Avant la der­nière guerre les affaires de prud’­hommes se réglaient entre repré­sen­tants ouvriers des syn­di­cats et repré­sen­tants employeurs, un ou deux avo­cats repré­sen­tant les groupes patro­naux. À par­tir de 1946, les employeurs se sont de plus en plus fait défendre par des avo­cats qui pour la plu­part, igno­rant les conven­tions col­lec­tives, se sont empres­sés de com­bler cette lacune par les arti­fices de la pro­cé­dure bour­geoise. Ce qui, tout en jus­ti­fiant leurs hono­raires, a per­mis aux employeurs de faire traî­ner les affaires en lon­gueur (à noter que l’employeur, même lors­qu’il doit payer, passe sa note dans les frais géné­raux, c’est-à-dire qu’il ne verse pas au fisc).

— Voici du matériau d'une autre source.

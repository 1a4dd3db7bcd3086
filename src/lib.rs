//! Read-only access to the loose objects of a git repository
//!
//! A [`Repository`] resolves a commit id to a [`Commit`], whose root [`Tree`]
//! can be walked down to [`Blob`] contents. Nothing is cached: every step
//! reopens and decompresses the object file it needs.
//!
//! ```no_run
//! use gitdav::{ObjectId, Repository};
//!
//! # fn main() -> gitdav::Result<()> {
//! let repository = Repository::discover(".")?;
//! let oid = ObjectId::try_parse("3b18e512dba79e4c8300dd08aeb37f8e728b8dad")?;
//! let tree = repository.commit(&oid)?.tree()?;
//! let readme = tree.blob("README.md")?.into_bytes()?;
//! # Ok(())
//! # }
//! ```

pub mod areas;
pub mod artifacts;
pub mod commands;
pub mod errors;

pub use areas::repository::Repository;
pub use artifacts::browse::dir_entry::DirEntry;
pub use artifacts::browse::snapshot::Snapshot;
pub use artifacts::objects::blob::Blob;
pub use artifacts::objects::commit::Commit;
pub use artifacts::objects::entry::Entry;
pub use artifacts::objects::entry_mode::{EntryMode, FileMode};
pub use artifacts::objects::object_id::ObjectId;
pub use artifacts::objects::object_type::ObjectType;
pub use artifacts::objects::tree::Tree;
pub use errors::{GitError, Result};
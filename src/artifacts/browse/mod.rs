//! Directory-like view of a commit
//!
//! This is the surface a file-serving front end needs: list a directory,
//! stat a path, and open a file for reading. Paths are `/`-separated byte
//! strings relative to the commit's root tree.

pub mod dir_entry;
pub mod snapshot;
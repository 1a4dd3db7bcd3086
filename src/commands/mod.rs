//! Command implementations behind the `gitdav` binary
//!
//! Only plumbing commands exist: the crate reads objects and never writes them.

pub mod plumbing;
use crate::areas::repository::Repository;
use crate::artifacts::browse::snapshot::Snapshot;
use crate::artifacts::objects::object_id::ObjectId;
use crate::errors::Result;
use std::io::Write;

impl Repository {
    /// Describe the path of a commit as `<name> <dir|file> <size|->`
    pub fn stat(&self, commit_id: &ObjectId, path: &str, writer: &mut dyn Write) -> Result<()> {
        let commit = self.commit(commit_id)?;
        let entry = Snapshot::from_commit(&commit)?.stat(path)?;

        let name = if entry.name.is_empty() {
            "/".into()
        } else {
            entry.name.to_string()
        };
        let kind = if entry.is_dir() { "dir" } else { "file" };
        let size = entry
            .size
            .map_or_else(|| "-".to_string(), |size| size.to_string());

        writeln!(writer, "{name} {kind} {size}")?;
        Ok(())
    }
}
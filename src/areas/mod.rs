//! Core repository components
//!
//! - `database`: Loose-object store under `.git/objects`
//! - `repository`: Repository discovery and the entry point for reading commits

pub mod database;
pub mod repository;
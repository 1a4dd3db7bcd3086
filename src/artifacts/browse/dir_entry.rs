use crate::areas::database::Database;
use crate::artifacts::objects::entry::Entry;
use crate::artifacts::objects::entry_mode::EntryMode;
use crate::artifacts::objects::object_id::ObjectId;
use crate::artifacts::objects::object_type::ObjectType;
use crate::errors::{GitError, Result};
use bstr::BString;
use derive_new::new;

/// Listing information for one path of a snapshot
#[derive(Debug, Clone, PartialEq, Eq, new)]
pub struct DirEntry {
    pub name: BString,
    pub mode: EntryMode,
    pub oid: ObjectId,
    /// Content length for files whose blob is present as a loose object
    pub size: Option<u64>,
}

impl DirEntry {
    /// Describe a tree entry, reading the blob header to learn its size.
    ///
    /// Entries whose object is not stored as a loose object (for example
    /// because it only exists in a pack) are still described, without a size.
    pub fn describe(database: &Database, entry: &Entry) -> Result<Self> {
        let size = match entry.mode.object_type() {
            ObjectType::Blob => match database.read_header(&entry.oid) {
                Ok(header) if header.object_type == ObjectType::Blob => Some(header.length),
                Ok(header) => {
                    return Err(GitError::WrongObjectKind {
                        oid: entry.oid.clone(),
                        expected: ObjectType::Blob,
                        found: header.object_type,
                    });
                }
                Err(GitError::ObjectNotFound(oid)) => {
                    tracing::warn!(name = %entry.name, %oid, "object is not stored loose, size unknown");
                    None
                }
                Err(e) => return Err(e),
            },
            ObjectType::Tree | ObjectType::Commit => None,
        };

        Ok(DirEntry::new(entry.name.clone(), entry.mode, entry.oid.clone(), size))
    }

    pub fn is_dir(&self) -> bool {
        self.mode.is_tree()
    }
}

C’est dire la dis­pro­por­tion qui existe entre celui qui réclame son dû et celui qui le lui doit. Devant ce déve­lop­pe­ment des finas­se­ries pro­cé­du­rières, com­ment a réagi le mou­ve­ment syn­di­cal ? Il a fait le pire, a ten­té de s’a­dap­ter ; alors il a subi. Les conseillers prud’­hommes n’é­tant pas, et pour cause, pas­sés à la facul­té de droit, ont été se battre sur un ter­rain qui n’é­tait pas le leur. Aus­si assiste-t-on actuel­le­ment à des choses aber­rantes : des arrêts de cour de cas­sa­tion en retrait sur l’es­prit du code du tra­vail. Ce n’est plus vrai, le tri­bu­nal des prud’­hommes n’est pas un ter­rain de lutte de classes. C’est au contraire un ter­rain de col­la­bo­ra­tion de classes avec des com­pro­mis à tout coup défa­vo­rables aux travailleurs.